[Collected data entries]
- - - - -
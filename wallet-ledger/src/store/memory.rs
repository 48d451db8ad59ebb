//! In-process ledger store
//!
//! Committed state lives behind a single read/write lock. A unit of work
//! reads through to committed state, stages its writes locally and applies
//! them under one write-lock critical section, so readers observe either all
//! of a commit or none of it.

use super::{LedgerStore, LockTable, RowLock, UnitOfWork};
use crate::{
    error::{Error, Result},
    types::{self, Address, NewTransaction, Transaction, Wallet},
};
use async_trait::async_trait;
use chrono::Utc;
use parking_lot::RwLock;
use rust_decimal::Decimal;
use std::collections::HashMap;
use std::sync::atomic::{AtomicBool, Ordering};
use std::sync::Arc;
use std::time::Duration;

#[derive(Debug, Default)]
struct MemoryState {
    wallets: HashMap<Address, Wallet>,
    /// Append-only, ascending by id
    transactions: Vec<Transaction>,
    next_transaction_id: u64,
}

/// In-memory ledger store
#[derive(Debug, Clone)]
pub struct MemoryStore {
    state: Arc<RwLock<MemoryState>>,
    locks: LockTable,
    lock_timeout: Duration,
    fail_next_commit: Arc<AtomicBool>,
}

impl MemoryStore {
    /// Create an empty store
    pub fn new(lock_timeout: Duration) -> Self {
        Self {
            state: Arc::new(RwLock::new(MemoryState {
                next_transaction_id: 1,
                ..Default::default()
            })),
            locks: LockTable::new(),
            lock_timeout,
            fail_next_commit: Arc::new(AtomicBool::new(false)),
        }
    }

    /// Make the next commit fail with a storage error (fault injection)
    pub fn inject_commit_failure(&self) {
        self.fail_next_commit.store(true, Ordering::SeqCst);
    }

    /// Row lock table, exposed for inspection
    pub fn locks(&self) -> &LockTable {
        &self.locks
    }
}

impl Default for MemoryStore {
    fn default() -> Self {
        Self::new(crate::config::LockingConfig::default().lock_timeout())
    }
}

#[async_trait]
impl LedgerStore for MemoryStore {
    type Unit = MemoryUnitOfWork;

    async fn begin(&self) -> Result<MemoryUnitOfWork> {
        Ok(MemoryUnitOfWork {
            state: self.state.clone(),
            locks: self.locks.clone(),
            lock_timeout: self.lock_timeout,
            fail_next_commit: self.fail_next_commit.clone(),
            held: HashMap::new(),
            inserts: Vec::new(),
            updates: HashMap::new(),
            transactions: Vec::new(),
        })
    }

    async fn find_wallet(&self, address: &Address) -> Result<Option<Wallet>> {
        Ok(self.state.read().wallets.get(address).cloned())
    }

    async fn count_wallets(&self) -> Result<u64> {
        Ok(self.state.read().wallets.len() as u64)
    }

    async fn all_wallets(&self) -> Result<Vec<Wallet>> {
        Ok(self.state.read().wallets.values().cloned().collect())
    }

    async fn count_transactions(&self) -> Result<u64> {
        Ok(self.state.read().transactions.len() as u64)
    }

    async fn list_transactions(&self, limit: usize) -> Result<Vec<Transaction>> {
        let state = self.state.read();
        Ok(state.transactions.iter().rev().take(limit).cloned().collect())
    }
}

/// Unit of work over a [`MemoryStore`]
#[derive(Debug)]
pub struct MemoryUnitOfWork {
    state: Arc<RwLock<MemoryState>>,
    locks: LockTable,
    lock_timeout: Duration,
    fail_next_commit: Arc<AtomicBool>,
    held: HashMap<Address, RowLock>,
    inserts: Vec<Wallet>,
    updates: HashMap<Address, Decimal>,
    transactions: Vec<NewTransaction>,
}

impl MemoryUnitOfWork {
    fn ensure_locked(&self, address: &Address) -> Result<()> {
        if self.held.contains_key(address) {
            Ok(())
        } else {
            Err(Error::Concurrency(format!(
                "Row {} written without holding its lock",
                address
            )))
        }
    }

    /// Row as this unit currently sees it: staged writes over committed state
    fn current_view(&self, address: &Address) -> Option<Wallet> {
        let mut wallet = self
            .inserts
            .iter()
            .find(|w| &w.address == address)
            .cloned()
            .or_else(|| self.state.read().wallets.get(address).cloned())?;

        if let Some(balance) = self.updates.get(address) {
            wallet.balance = *balance;
        }
        Some(wallet)
    }
}

#[async_trait]
impl UnitOfWork for MemoryUnitOfWork {
    async fn lock_for_update(&mut self, address: &Address) -> Result<Option<Wallet>> {
        if !self.held.contains_key(address) {
            let lock = self.locks.acquire(address, self.lock_timeout).await?;
            self.held.insert(address.clone(), lock);
        }
        Ok(self.current_view(address))
    }

    fn insert_wallet(&mut self, wallet: Wallet) -> Result<()> {
        self.ensure_locked(&wallet.address)?;
        if self.current_view(&wallet.address).is_some() {
            return Err(Error::WalletExists(wallet.address));
        }
        self.inserts.push(wallet);
        Ok(())
    }

    fn update_balance(&mut self, address: &Address, balance: Decimal) -> Result<()> {
        self.ensure_locked(address)?;
        if balance < Decimal::ZERO {
            return Err(Error::InvariantViolation(format!(
                "Negative balance {} staged for {}",
                balance, address
            )));
        }
        let balance = types::to_money_scale(balance).ok_or_else(|| {
            Error::InvariantViolation(format!(
                "Balance {} staged for {} does not fit the ledger scale",
                balance, address
            ))
        })?;
        self.updates.insert(address.clone(), balance);
        Ok(())
    }

    fn append_transaction(&mut self, from: &Address, to: &Address, amount: Decimal) -> Result<()> {
        self.transactions.push(NewTransaction {
            from: from.clone(),
            to: to.clone(),
            amount,
        });
        Ok(())
    }

    async fn commit(self) -> Result<Vec<Transaction>> {
        if self.fail_next_commit.swap(false, Ordering::SeqCst) {
            return Err(Error::Storage("Injected commit failure".to_string()));
        }

        let mut state = self.state.write();
        let now = Utc::now();

        // Validate everything before applying anything
        for wallet in &self.inserts {
            if state.wallets.contains_key(&wallet.address) {
                return Err(Error::WalletExists(wallet.address.clone()));
            }
        }
        for address in self.updates.keys() {
            let exists = state.wallets.contains_key(address)
                || self.inserts.iter().any(|w| &w.address == address);
            if !exists {
                return Err(Error::InvariantViolation(format!(
                    "Balance update for missing wallet {}",
                    address
                )));
            }
        }

        for wallet in self.inserts {
            state.wallets.insert(wallet.address.clone(), wallet);
        }
        for (address, balance) in self.updates {
            if let Some(wallet) = state.wallets.get_mut(&address) {
                wallet.balance = balance;
                wallet.updated_at = now;
            }
        }

        let mut committed = Vec::with_capacity(self.transactions.len());
        for record in self.transactions {
            let id = state.next_transaction_id;
            state.next_transaction_id += 1;
            let transaction = record.into_committed(id, now);
            state.transactions.push(transaction.clone());
            committed.push(transaction);
        }

        drop(state);
        // Row locks are released when `self.held` drops here
        Ok(committed)
    }

    fn rollback(self) {
        tracing::debug!(
            locked_rows = self.held.len(),
            staged_writes = self.inserts.len() + self.updates.len() + self.transactions.len(),
            "Unit of work rolled back"
        );
    }
}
- - - - -
_Exercise prompt:_ Only the lines from the beginning of the entries through the line bearing "locally and applies" should be returned, each exactly as written.

_Result for this exercise:_
filename wallet-ledger/src/store/memory.rs
repository 48d451db8ad59ebb
//! In-process ledger store
//!
//! Committed state lives behind a single read/write lock. A unit of work
//! reads through to committed state, stages its writes locally and applies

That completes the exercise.